Now, I am generalising here, but conditions tend to come from 100s of small hits, rather than a single big hit. Condition builds often seem to rely on either laying down a load of pulsing fields or AI, and then just waiting for damage to accrue, or else rely on on-hit/on-crit applications to stack up based on hitting the enemy 100s of times.

Compare this to, say, a warrior coming at you with an axe, or a hammer-guardian, or a fresh-air ele, or...... etc. In these cases it is very obvious to the player that "in order to win, I must dodge/mitigate these 2-3 skills". There is a tactical game of move and counter-move, where the warrior is trying to set-up an eviscerate, and their opponent is trying to anticipate and dodge it. And if their opponent fails, it is quite obvious to them why they have failed, and they can learn from it, plan better for next time, etc.

Whereas against condi builds, both of you flail around in pulsing fields, pew-pewing with chip attacks to apply on-hit effects, and then eventually one of you dies, with no real indication of what you did wrong, what you should have dodged. With no clear explanation, and no ability to learn from this and plan better for next time, the player will conclude that the condi build is just "overpowered" or "cheese", and that's that.

IMO re-thinking how conditions are applied will go a long way to making them acceptable to people.

i think he does adress exactly that.he said condition builds to be viable are able to constantly reapply conditions or cover conditions wich is also a constant reapplication of conditions.by nerfing cleanses alot, one can put the bulk of condi pressure in fewer, telegraphed skills to have more counterplay.but so far condis have not been a reliable source of damage unless it was possible to apply it much faster than it could be cleansed or in so high stacks that they would burst.

what he did miss however is resistance, this boon is IMO a bandaid fix that is just way too strong in some cases. to make condition damage more reliable, one would also limit resistance to non damaging conditions, basically like a stability for debilitating condis.

No, its not the same thing. Similar, but different. I wasn't really talking about the effectiveness of conditions, more about why people always hate playing against condi.Now why is this relevant to this thread? Why is fun vs not fun relevant to a discussion on viable vs not viable? Because you're going to have a very tough time selling your "make condi viable" if people still hate playing against condi builds. That's why.

indeed he didnt base his post on fun, wich seems to be your focal point. but you still could argue for your point about viable and not viable using the OPs method.

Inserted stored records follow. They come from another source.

//! Async IPC connection to MPV.
//!
//! Handles platform-specific socket/pipe connections, line framing and
//! request/response correlation. Unsolicited messages are forwarded as
//! [`IpcSignal`]s; the final signal on every connection is `Closed`.

use std::sync::Arc;
use std::time::Duration;

use async_channel::{Receiver, Sender};
use parking_lot::Mutex;
use serde_json::Value;
use thiserror::Error;
use tokio::io::{AsyncRead, AsyncWrite, AsyncWriteExt};
use tokio::task::JoinHandle;
use tokio_util::sync::CancellationToken;

use super::correlator::{Correlator, StaleRequest};
use super::framing::MessageStream;
use super::protocol::{MpvCommand, RawEvent};
use super::router;

#[derive(Error, Debug)]
pub enum IpcError {
  #[error("Connection failed: {0}")]
  ConnectionFailed(String),
  #[error("Write failed: {0}")]
  WriteFailed(#[from] std::io::Error),
  #[error("Command timeout")]
  Timeout,
  #[error("MPV error: {0}")]
  CommandFailed(String),
  #[error("Connection lost while waiting for a reply")]
  ConnectionLost,
  #[error("Disconnected")]
  Disconnected,
}

/// Lifecycle of one transport handle.
#[derive(Debug, Clone, Copy, PartialEq, Eq)]
pub enum ConnectionState {
  Disconnected,
  Connecting,
  Connected,
}

impl ConnectionState {
  /// Allowed moves: Disconnected -> Connecting -> Connected -> Disconnected,
  /// plus Connecting -> Disconnected for a failed attempt.
  pub fn can_transition_to(self, next: ConnectionState) -> bool {
    use ConnectionState::*;
    matches!(
      (self, next),
      (Disconnected, Connecting) | (Connecting, Connected) | (Connecting, Disconnected) | (Connected, Disconnected)
    )
  }
}

fn transition(state: &Mutex<ConnectionState>, next: ConnectionState) {
  let mut current = state.lock();
  if current.can_transition_to(next) {
    log::debug!("IPC connection state: {:?} -> {:?}", *current, next);
    *current = next;
  } else if *current != next {
    log::warn!("Ignoring IPC state change {:?} -> {:?}", *current, next);
  }
}

/// Signal delivered to the consumer of a connection.
#[derive(Debug, Clone, PartialEq)]
pub enum IpcSignal {
  Event(RawEvent),
  /// Connection ended. Sent exactly once, always last.
  Closed,
}

pub type BoxedReader = Box<dyn AsyncRead + Send + Unpin>;
pub type BoxedWriter = Box<dyn AsyncWrite + Send + Unpin>;

/// Open one raw connection to the IPC endpoint.
#[cfg(windows)]
pub async fn open_endpoint(path: &str) -> Result<(BoxedReader, BoxedWriter), IpcError> {
  use tokio::net::windows::named_pipe::ClientOptions;

  let client = ClientOptions::new()
    .open(path)
    .map_err(|e| IpcError::ConnectionFailed(format!("Failed to open pipe: {}", e)))?;

  let (reader, writer) = tokio::io::split(client);
  Ok((Box::new(reader), Box::new(writer)))
}

/// Open one raw connection to the IPC endpoint.
#[cfg(not(windows))]
pub async fn open_endpoint(path: &str) -> Result<(BoxedReader, BoxedWriter), IpcError> {
  use tokio::net::UnixStream;

  let stream = UnixStream::connect(path)
    .await
    .map_err(|e| IpcError::ConnectionFailed(e.to_string()))?;

  let (reader, writer) = stream.into_split();
  Ok((Box::new(reader), Box::new(writer)))
}

/// Writer channel message.
enum WriteMessage {
  Line(Vec<u8>),
  Close,
}

/// MPV IPC connection. Terminal once closed; reconnecting means a new handle.
pub struct MpvIpc {
  correlator: Arc<Correlator>,
  state: Arc<Mutex<ConnectionState>>,
  write_tx: Sender<WriteMessage>,
  signal_rx: Receiver<IpcSignal>,
  shutdown: CancellationToken,
  _reader_handle: JoinHandle<()>,
  _writer_handle: JoinHandle<()>,
}

impl MpvIpc {
  /// Connect to MPV IPC socket/pipe, retrying with linear backoff.
  pub async fn connect(path: &str, retry_count: u32, retry_delay: Duration) -> Result<Self, IpcError> {
    let state = Arc::new(Mutex::new(ConnectionState::Disconnected));
    let mut last_error = None;

    for attempt in 0..retry_count.max(1) {
      if attempt > 0 {
        tokio::time::sleep(retry_delay * (attempt + 1)).await;
      }

      transition(&state, ConnectionState::Connecting);
      match open_endpoint(path).await {
        Ok((reader, writer)) => {
          transition(&state, ConnectionState::Connected);
          log::info!("MPV IPC connected to {}", path);
          return Ok(Self::setup(reader, writer, state));
        }
        Err(e) => {
          log::debug!("IPC connect attempt {} failed: {}", attempt + 1, e);
          transition(&state, ConnectionState::Disconnected);
          last_error = Some(e);
        }
      }
    }

    Err(last_error.unwrap_or_else(|| IpcError::ConnectionFailed("Unknown error".into())))
  }

  fn setup(reader: BoxedReader, writer: BoxedWriter, state: Arc<Mutex<ConnectionState>>) -> Self {
    let correlator = Arc::new(Correlator::new());
    let shutdown = CancellationToken::new();

    let (signal_tx, signal_rx) = async_channel::unbounded();
    let (write_tx, write_rx) = async_channel::unbounded::<WriteMessage>();

    let reader_handle = tokio::spawn(Self::reader_loop(
      reader,
      correlator.clone(),
      state.clone(),
      signal_tx,
      shutdown.clone(),
    ));
    let writer_handle = tokio::spawn(Self::writer_loop(writer, write_rx, shutdown.clone()));

    Self {
      correlator,
      state,
      write_tx,
      signal_rx,
      shutdown,
      _reader_handle: reader_handle,
      _writer_handle: writer_handle,
    }
  }

  async fn reader_loop(
    reader: BoxedReader,
    correlator: Arc<Correlator>,
    state: Arc<Mutex<ConnectionState>>,
    signal_tx: Sender<IpcSignal>,
    shutdown: CancellationToken,
  ) {
    log::debug!("MPV IPC reader loop started");
    let mut stream = MessageStream::new(reader);

    loop {
      tokio::select! {
        biased;
        _ = shutdown.cancelled() => {
          log::info!("MPV IPC connection closed locally");
          break;
        }
        message = stream.next_message() => match message {
          Ok(Some(value)) => {
            if let Some(event) = router::route(value, &correlator) {
              let _ = signal_tx.send(IpcSignal::Event(event)).await;
            }
          }
          Ok(None) => {
            log::info!("MPV IPC connection closed");
            break;
          }
          Err(e) => {
            log::error!("MPV IPC read error: {}", e);
            break;
          }
        }
      }
    }

    let failed = correlator.fail_all();
    if failed > 0 {
      log::warn!("Failed {} pending MPV request(s): connection lost", failed);
    }
    transition(&state, ConnectionState::Disconnected);
    shutdown.cancel();
    let _ = signal_tx.send(IpcSignal::Closed).await;
    signal_tx.close();
  }

  async fn writer_loop(mut writer: BoxedWriter, write_rx: Receiver<WriteMessage>, shutdown: CancellationToken) {
    log::debug!("MPV IPC writer loop started");

    loop {
      let msg = tokio::select! {
        biased;
        _ = shutdown.cancelled() => break,
        msg = write_rx.recv() => match msg {
          Ok(msg) => msg,
          Err(_) => break,
        },
      };

      match msg {
        WriteMessage::Line(mut data) => {
          data.push(b'\n');
          if let Err(e) = writer.write_all(&data).await {
            log::error!("MPV IPC write error: {}", e);
            break;
          }
          if let Err(e) = writer.flush().await {
            log::error!("MPV IPC flush error: {}", e);
            break;
          }
          log::trace!("MPV command written to socket");
        }
        WriteMessage::Close => {
          log::debug!("MPV IPC writer closing");
          break;
        }
      }
    }

    write_rx.close();
    let _ = writer.shutdown().await;
    shutdown.cancel();
  }

  /// Send a command and wait for its reply payload.
  ///
  /// Resolves when the matching reply arrives or fails with `ConnectionLost`
  /// when the connection goes away first.
  pub async fn send_command(&self, cmd: MpvCommand) -> Result<Value, IpcError> {
    let (request_id, rx) = self.correlator.register(cmd.verb())?;

    let line = match cmd.to_line(request_id) {
      Ok(line) => line,
      Err(e) => {
        self.correlator.cancel(request_id);
        return Err(IpcError::WriteFailed(e.into()));
      }
    };
    log::debug!("Sending MPV command: {}", line);

    if self
      .write_tx
      .send(WriteMessage::Line(line.into_bytes()))
      .await
      .is_err()
    {
      self.correlator.cancel(request_id);
      return Err(IpcError::Disconnected);
    }

    rx.await.unwrap_or(Err(IpcError::ConnectionLost))
  }

  /// Like [`send_command`](Self::send_command) but gives up after `timeout`.
  ///
  /// The request stays pending until a reply or teardown clears it; a late
  /// reply is dropped.
  pub async fn send_command_timeout(&self, cmd: MpvCommand, timeout: Duration) -> Result<Value, IpcError> {
    match tokio::time::timeout(timeout, self.send_command(cmd)).await {
      Ok(result) => result,
      Err(_) => {
        log::error!("MPV command timeout after {:?}", timeout);
        Err(IpcError::Timeout)
      }
    }
  }

  /// Receiver for unsolicited events and the final `Closed` signal.
  pub fn signals(&self) -> Receiver<IpcSignal> {
    self.signal_rx.clone()
  }

  pub fn state(&self) -> ConnectionState {
    *self.state.lock()
  }

  pub fn is_closed(&self) -> bool {
    self.shutdown.is_cancelled()
  }

  pub fn pending_count(&self) -> usize {
    self.correlator.pending_count()
  }

  pub fn stale_requests(&self, older_than: Duration) -> Vec<StaleRequest> {
    self.correlator.stale_requests(older_than)
  }

  /// Close the connection. Pending requests fail with `ConnectionLost`.
  pub fn close(&self) {
    let _ = self.write_tx.try_send(WriteMessage::Close);
    self.shutdown.cancel();
  }
}

impl Drop for MpvIpc {
  fn drop(&mut self) {
    self.shutdown.cancel();
  }
}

the main thing you point out why condition builds are not fun is that they spamm those conditions on basically anything, instead of applying it on a few key skills wich makes the active defenses to avoid the application worse, it also takes away the reward (fun) for using said active defenses to successfully avoiding a bulk of pressure, the fun is further diminished by strong cleanses making condition applications trivial at times. therefor the application method for condis is asymmetrical to active defenses to avoid the application, if you compare that to power damage.

however this point while important, is to remain like this as long as conditions are an unreliable source of damage. if you balance application to active defenses, then you dont need any condition cleanse for damaging conditions at all, as the counter to condi cleanse is condi spamm, wich is as you rightly point out: not fun.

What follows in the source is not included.